▸ **Task inputs**
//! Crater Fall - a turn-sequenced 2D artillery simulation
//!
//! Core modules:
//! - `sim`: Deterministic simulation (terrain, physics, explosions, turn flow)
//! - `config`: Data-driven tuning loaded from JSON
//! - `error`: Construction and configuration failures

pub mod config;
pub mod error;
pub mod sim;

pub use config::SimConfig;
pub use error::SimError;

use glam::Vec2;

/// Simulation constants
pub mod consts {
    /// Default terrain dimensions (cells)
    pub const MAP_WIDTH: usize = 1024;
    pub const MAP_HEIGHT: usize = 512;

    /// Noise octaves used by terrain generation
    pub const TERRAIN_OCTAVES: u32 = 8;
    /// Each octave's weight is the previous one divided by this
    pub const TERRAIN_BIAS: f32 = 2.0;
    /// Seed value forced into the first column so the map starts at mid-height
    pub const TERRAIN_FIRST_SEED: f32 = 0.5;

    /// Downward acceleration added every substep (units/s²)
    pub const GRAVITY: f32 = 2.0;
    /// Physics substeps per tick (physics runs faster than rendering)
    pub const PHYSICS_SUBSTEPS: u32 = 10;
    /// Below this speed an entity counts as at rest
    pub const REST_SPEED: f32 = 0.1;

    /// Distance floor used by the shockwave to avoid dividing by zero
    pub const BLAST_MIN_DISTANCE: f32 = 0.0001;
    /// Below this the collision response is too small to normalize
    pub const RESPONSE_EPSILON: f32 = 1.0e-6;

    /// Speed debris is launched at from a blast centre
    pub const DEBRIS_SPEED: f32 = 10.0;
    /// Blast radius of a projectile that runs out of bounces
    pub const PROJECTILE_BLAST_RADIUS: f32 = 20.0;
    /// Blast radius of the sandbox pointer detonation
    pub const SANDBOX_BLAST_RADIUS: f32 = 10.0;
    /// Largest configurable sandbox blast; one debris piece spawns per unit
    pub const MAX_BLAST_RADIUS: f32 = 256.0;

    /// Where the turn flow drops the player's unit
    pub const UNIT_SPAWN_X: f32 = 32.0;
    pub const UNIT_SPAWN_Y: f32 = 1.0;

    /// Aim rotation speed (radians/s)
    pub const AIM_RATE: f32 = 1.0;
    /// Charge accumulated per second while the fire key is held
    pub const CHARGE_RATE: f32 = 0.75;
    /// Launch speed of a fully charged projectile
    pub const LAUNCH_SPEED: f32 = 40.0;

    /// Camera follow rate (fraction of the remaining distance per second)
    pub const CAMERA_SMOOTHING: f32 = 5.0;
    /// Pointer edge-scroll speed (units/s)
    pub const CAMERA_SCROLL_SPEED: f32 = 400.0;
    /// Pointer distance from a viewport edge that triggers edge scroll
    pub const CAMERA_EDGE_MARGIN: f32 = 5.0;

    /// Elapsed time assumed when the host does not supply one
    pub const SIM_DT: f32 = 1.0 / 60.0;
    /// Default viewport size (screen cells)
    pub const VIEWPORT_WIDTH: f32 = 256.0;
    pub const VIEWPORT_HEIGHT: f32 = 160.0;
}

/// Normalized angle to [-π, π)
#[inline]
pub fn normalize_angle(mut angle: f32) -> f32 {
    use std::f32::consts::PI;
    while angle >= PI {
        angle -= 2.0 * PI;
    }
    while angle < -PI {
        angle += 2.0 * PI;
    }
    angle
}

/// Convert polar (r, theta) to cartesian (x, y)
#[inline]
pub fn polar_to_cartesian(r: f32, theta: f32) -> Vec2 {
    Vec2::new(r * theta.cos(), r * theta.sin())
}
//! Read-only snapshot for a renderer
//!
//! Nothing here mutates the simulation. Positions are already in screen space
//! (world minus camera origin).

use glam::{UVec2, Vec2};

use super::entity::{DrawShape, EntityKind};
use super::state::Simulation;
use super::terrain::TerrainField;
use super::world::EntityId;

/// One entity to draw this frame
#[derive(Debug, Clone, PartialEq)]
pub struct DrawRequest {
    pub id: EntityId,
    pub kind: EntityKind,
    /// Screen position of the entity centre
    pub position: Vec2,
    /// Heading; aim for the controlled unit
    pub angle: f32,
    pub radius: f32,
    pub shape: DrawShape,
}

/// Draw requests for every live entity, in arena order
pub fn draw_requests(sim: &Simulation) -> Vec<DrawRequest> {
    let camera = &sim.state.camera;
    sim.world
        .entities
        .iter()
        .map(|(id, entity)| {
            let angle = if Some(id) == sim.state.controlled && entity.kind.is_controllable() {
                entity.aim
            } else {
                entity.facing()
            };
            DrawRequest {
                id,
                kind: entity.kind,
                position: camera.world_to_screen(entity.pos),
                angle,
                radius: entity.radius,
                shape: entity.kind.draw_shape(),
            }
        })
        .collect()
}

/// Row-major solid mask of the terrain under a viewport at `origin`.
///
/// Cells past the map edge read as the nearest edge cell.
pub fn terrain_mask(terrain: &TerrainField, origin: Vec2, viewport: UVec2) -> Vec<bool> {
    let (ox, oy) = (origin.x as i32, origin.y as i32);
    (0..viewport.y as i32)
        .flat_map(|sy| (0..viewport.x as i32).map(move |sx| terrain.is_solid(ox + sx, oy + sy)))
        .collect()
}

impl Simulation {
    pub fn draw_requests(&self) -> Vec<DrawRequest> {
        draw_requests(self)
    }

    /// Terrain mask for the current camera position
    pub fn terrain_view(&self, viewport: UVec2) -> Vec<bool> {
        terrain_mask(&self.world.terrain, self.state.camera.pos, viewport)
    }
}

▸ **What you need to do**
Read the material above and copy out each line holding "origin".

▸ **Solution to this problem**
//! (world minus camera origin).
/// Row-major solid mask of the terrain under a viewport at `origin`.
pub fn terrain_mask(terrain: &TerrainField, origin: Vec2, viewport: UVec2) -> Vec<bool> {
    let (ox, oy) = (origin.x as i32, origin.y as i32);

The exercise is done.